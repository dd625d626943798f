//! Backend API contract.
//!
//! The garage backend wraps every response in a `{ success, data?, message? }`
//! envelope; server-side behavior is out of scope here.

mod client;
mod models;

pub use client::GarageApiClient;
pub use models::{ApiEnvelope, JobCard, JobCardUpdate, JobStatus};

use async_trait::async_trait;
use thiserror::Error;

/// Errors a backend call can surface.
#[derive(Debug, Error)]
pub enum ApiError {
    /// The envelope reported no matching record for a fetch.
    #[error("no matching record")]
    NotFound,

    /// The request could not complete (network failure, timeout, or an
    /// unparseable response).
    #[error("backend unreachable: {0}")]
    Transport(String),

    /// The backend refused an update; `message` is its explanation, when it
    /// gave one.
    #[error("update rejected by backend")]
    Rejected { message: Option<String> },
}

/// Client-side seam over the backend endpoints the console consumes.
#[async_trait]
pub trait GarageApi: Send + Sync {
    /// `GET /api/job-cards/{id}`
    async fn get_job_card(&self, id: &str) -> Result<JobCard, ApiError>;

    /// `PUT /api/job-cards/{id}` with the full field set.
    async fn update_job_card(&self, id: &str, update: &JobCardUpdate) -> Result<(), ApiError>;

    /// `GET /api/job-cards`
    async fn list_job_cards(&self) -> Result<Vec<JobCard>, ApiError>;
}
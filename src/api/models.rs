//! Data models for the backend API.

use serde::{Deserialize, Serialize};

/// Response envelope used by every backend endpoint.
#[derive(Debug, Clone, Serialize, Deserialize)]
#[serde(bound(deserialize = "T: Deserialize<'de>"))]
pub struct ApiEnvelope<T> {
    pub success: bool,
    #[serde(default, skip_serializing_if = "Option::is_none")]
    pub data: Option<T>,
    #[serde(default, skip_serializing_if = "Option::is_none")]
    pub message: Option<String>,
}

/// Service state of a job card.
#[derive(Debug, Clone, Copy, PartialEq, Eq, Serialize, Deserialize)]
#[serde(rename_all = "snake_case")]
pub enum JobStatus {
    Pending,
    InProgress,
    Completed,
    Delivered,
}

impl JobStatus {
    pub fn as_str(&self) -> &'static str {
        match self {
            JobStatus::Pending => "pending",
            JobStatus::InProgress => "in_progress",
            JobStatus::Completed => "completed",
            JobStatus::Delivered => "delivered",
        }
    }

    pub fn from_str(s: &str) -> Option<Self> {
        match s {
            "pending" => Some(JobStatus::Pending),
            "in_progress" => Some(JobStatus::InProgress),
            "completed" => Some(JobStatus::Completed),
            "delivered" => Some(JobStatus::Delivered),
            _ => None,
        }
    }
}

/// A job card as the backend holds it. The identifier is assigned by the
/// backend and immutable once created.
#[derive(Debug, Clone, PartialEq, Serialize, Deserialize)]
pub struct JobCard {
    pub id: String,
    pub customer_name: String,
    pub phone: String,
    pub vehicle_make: String,
    pub vehicle_model: String,
    pub registration_no: String,
    pub service_type: String,
    pub status: JobStatus,
    pub bill_amount: Option<f64>,
    pub notes: Option<String>,
}

/// Full field set sent back on update, keyed by the identifier in the URL.
///
/// Field contents are forwarded as entered; validation is the backend's (and
/// the form layer's) job. The status travels as its string representation
/// and the bill amount as a number when the entered text parses as one.
#[derive(Debug, Clone, PartialEq, Serialize, Deserialize)]
pub struct JobCardUpdate {
    pub customer_name: String,
    pub phone: String,
    pub vehicle_make: String,
    pub vehicle_model: String,
    pub registration_no: String,
    pub service_type: String,
    pub status: String,
    pub bill_amount: Option<f64>,
    pub notes: Option<String>,
}
//! Maintenance CLI for the durable session marker store.

use anyhow::Result;
use clap::{Parser, Subcommand};
use std::path::PathBuf;

use garage_console::session::{FileSessionStore, SessionMarker, SessionStore};

fn parse_path(s: &str) -> Result<PathBuf> {
    let original_path = PathBuf::from(s);
    if original_path.is_absolute() {
        return Ok(original_path);
    }
    let cwd = std::env::current_dir()?;
    Ok(cwd.join(original_path))
}

#[derive(Parser, Debug)]
struct CliArgs {
    /// Path to the session marker file.
    #[clap(value_parser = parse_path)]
    pub session_file: PathBuf,

    #[command(subcommand)]
    command: Command,
}

#[derive(Subcommand, Debug)]
enum Command {
    /// Shows the stored session marker, if any.
    Show,

    /// Writes a session marker for the given user handle.
    Set { user_handle: String },

    /// Removes the stored session marker.
    Clear,
}

fn main() -> Result<()> {
    let cli_args = CliArgs::parse();
    let store = FileSessionStore::initialize(cli_args.session_file);

    match cli_args.command {
        Command::Show => match store.read() {
            Some(marker) => {
                println!("user_handle: {}", marker.user_handle);
                println!("created_at:  {}", marker.created_at);
            }
            None => println!("No session marker"),
        },
        Command::Set { user_handle } => {
            store.write(SessionMarker::new(user_handle))?;
            println!("Session marker written");
        }
        Command::Clear => {
            store.clear()?;
            println!("Session marker cleared");
        }
    }

    Ok(())
}
//! In-process notice queue.

use super::models::{Notice, NoticeLevel};
use std::sync::Mutex;
use tracing::debug;

/// Collects notices until the presentation layer drains them.
#[derive(Default)]
pub struct NotificationCenter {
    notices: Mutex<Vec<Notice>>,
}

impl NotificationCenter {
    pub fn new() -> Self {
        Self::default()
    }

    pub fn success(&self, message: impl Into<String>) {
        self.push(NoticeLevel::Success, message.into());
    }

    pub fn error(&self, message: impl Into<String>) {
        self.push(NoticeLevel::Error, message.into());
    }

    fn push(&self, level: NoticeLevel, message: String) {
        debug!("notice [{:?}] {}", level, message);
        self.notices.lock().unwrap().push(Notice {
            level,
            message,
            created_at: chrono::Utc::now().timestamp(),
        });
    }

    /// Take every pending notice, oldest first.
    pub fn drain(&self) -> Vec<Notice> {
        self.notices.lock().unwrap().drain(..).collect()
    }
}

#[cfg(test)]
mod tests {
    use super::*;

    #[test]
    fn test_drain_returns_notices_in_order() {
        let center = NotificationCenter::new();
        center.success("first");
        center.error("second");

        let notices = center.drain();
        assert_eq!(notices.len(), 2);
        assert_eq!(notices[0].level, NoticeLevel::Success);
        assert_eq!(notices[0].message, "first");
        assert_eq!(notices[1].level, NoticeLevel::Error);
        assert_eq!(notices[1].message, "second");
    }

    #[test]
    fn test_drain_empties_the_center() {
        let center = NotificationCenter::new();
        center.success("only once");

        assert_eq!(center.drain().len(), 1);
        assert!(center.drain().is_empty());
    }
}
//! Editable form fields and the merge rule.

use super::carry::CARRIED_FIELDS;
use crate::api::{JobCard, JobCardUpdate};
use std::collections::BTreeMap;

/// Every field the edit form presents, in display order.
pub const FORM_FIELDS: &[&str] = &[
    "customer_name",
    "phone",
    "vehicle_make",
    "vehicle_model",
    "registration_no",
    "service_type",
    "status",
    "bill_amount",
    "notes",
];

/// The field set rendered into the edit form. Every known field is always
/// present; a field neither carried forward nor freshly fetched is empty.
#[derive(Debug, Clone, PartialEq)]
pub struct MergedForm {
    fields: BTreeMap<String, String>,
}

impl MergedForm {
    pub fn empty() -> Self {
        let fields = FORM_FIELDS
            .iter()
            .map(|name| (name.to_string(), String::new()))
            .collect();
        Self { fields }
    }

    pub fn get(&self, name: &str) -> &str {
        self.fields.get(name).map(String::as_str).unwrap_or("")
    }

    pub fn set(&mut self, name: &str, value: impl Into<String>) {
        self.fields.insert(name.to_string(), value.into());
    }

    pub fn iter(&self) -> impl Iterator<Item = (&str, &str)> {
        self.fields
            .iter()
            .map(|(name, value)| (name.as_str(), value.as_str()))
    }

    /// Build the full-field-set update payload sent on submit.
    ///
    /// Entered text is forwarded as-is; the bill amount is re-parsed from
    /// its string representation leniently (unparseable text travels as
    /// absent and the backend decides what to make of it).
    pub fn to_update(&self) -> JobCardUpdate {
        let notes = self.get("notes");
        JobCardUpdate {
            customer_name: self.get("customer_name").to_string(),
            phone: self.get("phone").to_string(),
            vehicle_make: self.get("vehicle_make").to_string(),
            vehicle_model: self.get("vehicle_model").to_string(),
            registration_no: self.get("registration_no").to_string(),
            service_type: self.get("service_type").to_string(),
            status: self.get("status").to_string(),
            bill_amount: self.get("bill_amount").trim().parse::<f64>().ok(),
            notes: if notes.is_empty() {
                None
            } else {
                Some(notes.to_string())
            },
        }
    }
}

/// Project a backend snapshot onto the full form field set.
pub fn snapshot_fields(card: &JobCard) -> BTreeMap<String, String> {
    let mut fields = BTreeMap::new();
    fields.insert("customer_name".to_string(), card.customer_name.clone());
    fields.insert("phone".to_string(), card.phone.clone());
    fields.insert("vehicle_make".to_string(), card.vehicle_make.clone());
    fields.insert("vehicle_model".to_string(), card.vehicle_model.clone());
    fields.insert("registration_no".to_string(), card.registration_no.clone());
    fields.insert("service_type".to_string(), card.service_type.clone());
    fields.insert("status".to_string(), card.status.as_str().to_string());
    fields.insert(
        "bill_amount".to_string(),
        card.bill_amount.map(|v| v.to_string()).unwrap_or_default(),
    );
    fields.insert(
        "notes".to_string(),
        card.notes.clone().unwrap_or_default(),
    );
    fields
}

/// The fixed subset of snapshot fields the review step hands to the edit
/// step through the address.
pub fn carried_subset(card: &JobCard) -> Vec<(&'static str, String)> {
    let snapshot = snapshot_fields(card);
    CARRIED_FIELDS
        .iter()
        .map(|&name| (name, snapshot.get(name).cloned().unwrap_or_default()))
        .collect()
}

/// Merge carried-forward values with a fresh snapshot.
///
/// Per field: a carried value wins (it is what the user already confirmed
/// upstream); otherwise the fresh value fills in; otherwise the field is
/// empty. Keys outside [`FORM_FIELDS`] are ignored.
pub fn merge(carried: &BTreeMap<String, String>, fresh: Option<&JobCard>) -> MergedForm {
    let fresh_fields = fresh.map(snapshot_fields);
    let mut form = MergedForm::empty();
    for &name in FORM_FIELDS {
        if let Some(value) = carried.get(name) {
            form.set(name, value.clone());
        } else if let Some(value) = fresh_fields.as_ref().and_then(|fields| fields.get(name)) {
            form.set(name, value.clone());
        }
    }
    form
}
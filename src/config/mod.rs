mod file_config;

pub use file_config::FileConfig;

use anyhow::{bail, Result};
use std::path::PathBuf;

/// Default bound on every backend request so the console never hangs
/// indefinitely on a dead backend.
pub const DEFAULT_REQUEST_TIMEOUT_SEC: u64 = 20;

const DEFAULT_SESSION_FILE: &str = "garage-session.json";

/// CLI arguments that can be used for config resolution.
/// This struct mirrors the CLI arguments that can be overridden by TOML config.
#[derive(Debug, Clone)]
pub struct CliConfig {
    pub backend_url: Option<String>,
    pub request_timeout_sec: u64,
    pub session_file: Option<PathBuf>,
}

impl Default for CliConfig {
    fn default() -> Self {
        Self {
            backend_url: None,
            request_timeout_sec: DEFAULT_REQUEST_TIMEOUT_SEC,
            session_file: None,
        }
    }
}

#[derive(Debug, Clone)]
pub struct AppConfig {
    /// Base URL of the garage backend API.
    pub backend_url: String,
    /// Timeout applied uniformly to every backend request.
    pub request_timeout_sec: u64,
    /// Location of the durable session marker file.
    pub session_file: PathBuf,
}

impl AppConfig {
    /// Resolve configuration from CLI arguments and optional TOML file config.
    /// TOML values override CLI values where present.
    pub fn resolve(cli: &CliConfig, file_config: Option<FileConfig>) -> Result<Self> {
        let file = file_config.unwrap_or_default();

        let backend_url = file
            .backend_url
            .or_else(|| cli.backend_url.clone())
            .ok_or_else(|| {
                anyhow::anyhow!("backend_url must be specified via --backend-url or in config file")
            })?;
        if backend_url.trim().is_empty() {
            bail!("backend_url must not be empty");
        }

        let request_timeout_sec = file
            .request_timeout_sec
            .unwrap_or(cli.request_timeout_sec);
        if request_timeout_sec == 0 {
            bail!("request_timeout_sec must be greater than zero");
        }

        let session_file = file
            .session_file
            .map(PathBuf::from)
            .or_else(|| cli.session_file.clone())
            .unwrap_or_else(|| PathBuf::from(DEFAULT_SESSION_FILE));

        Ok(Self {
            backend_url,
            request_timeout_sec,
            session_file,
        })
    }
}
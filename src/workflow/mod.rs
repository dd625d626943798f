//! Two-step job-card editing workflow.
//!
//! A job card moves through a fixed linear sequence: detail review, then
//! edit-and-submit. The two steps load as independent pages; in-progress
//! field values travel between them in the navigation address and are
//! reconciled against a fresh authoritative fetch on arrival.

mod carry;
mod coordinator;
mod form;

pub use carry::{decode_pairs, encode_pairs, CARRIED_FIELDS};
pub use coordinator::{
    NavToken, Navigation, SubmitOutcome, WorkflowCoordinator, WorkflowError,
};
pub use form::{carried_subset, merge, snapshot_fields, MergedForm, FORM_FIELDS};
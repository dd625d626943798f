//! Shared constants for end-to-end tests
//!
//! When test data changes (job card ids, field values), update only this
//! file.

/// Job card id present in the stub backend's seed data
pub const JOB_ID: &str = "42";

/// Second seeded job card id
pub const JOB_ID_2: &str = "7";

/// Job card id absent from the stub backend
pub const MISSING_JOB_ID: &str = "9999";

/// Client-side request timeout used in tests (seconds)
pub const REQUEST_TIMEOUT_SECS: u64 = 5;
//! Transient user notices.
//!
//! The workflow coordinator pushes success/error notices here; the
//! presentation layer drains them into whatever toast surface it renders.

mod center;
mod models;

pub use center::NotificationCenter;
pub use models::{Notice, NoticeLevel};
//! Common test infrastructure
//!
//! This module provides the infrastructure for end-to-end tests: a stub
//! garage backend speaking the envelope contract, plus shared constants and
//! fixtures. Tests should only import from this module, not from internal
//! submodules.

// Not every test binary uses every helper.
#![allow(dead_code)]

mod backend;
mod constants;
mod fixtures;

// Public API - this is what tests import
pub use backend::{dead_backend_url, StubBackend};
pub use constants::*;
pub use fixtures::{job_card_42, job_card_7};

========

Exercise prompt = Every line of the material that includes the word "Completed" needs to be copied.

Response to this task =
    Completed,
            JobStatus::Completed => "completed",
            "completed" => Some(JobStatus::Completed),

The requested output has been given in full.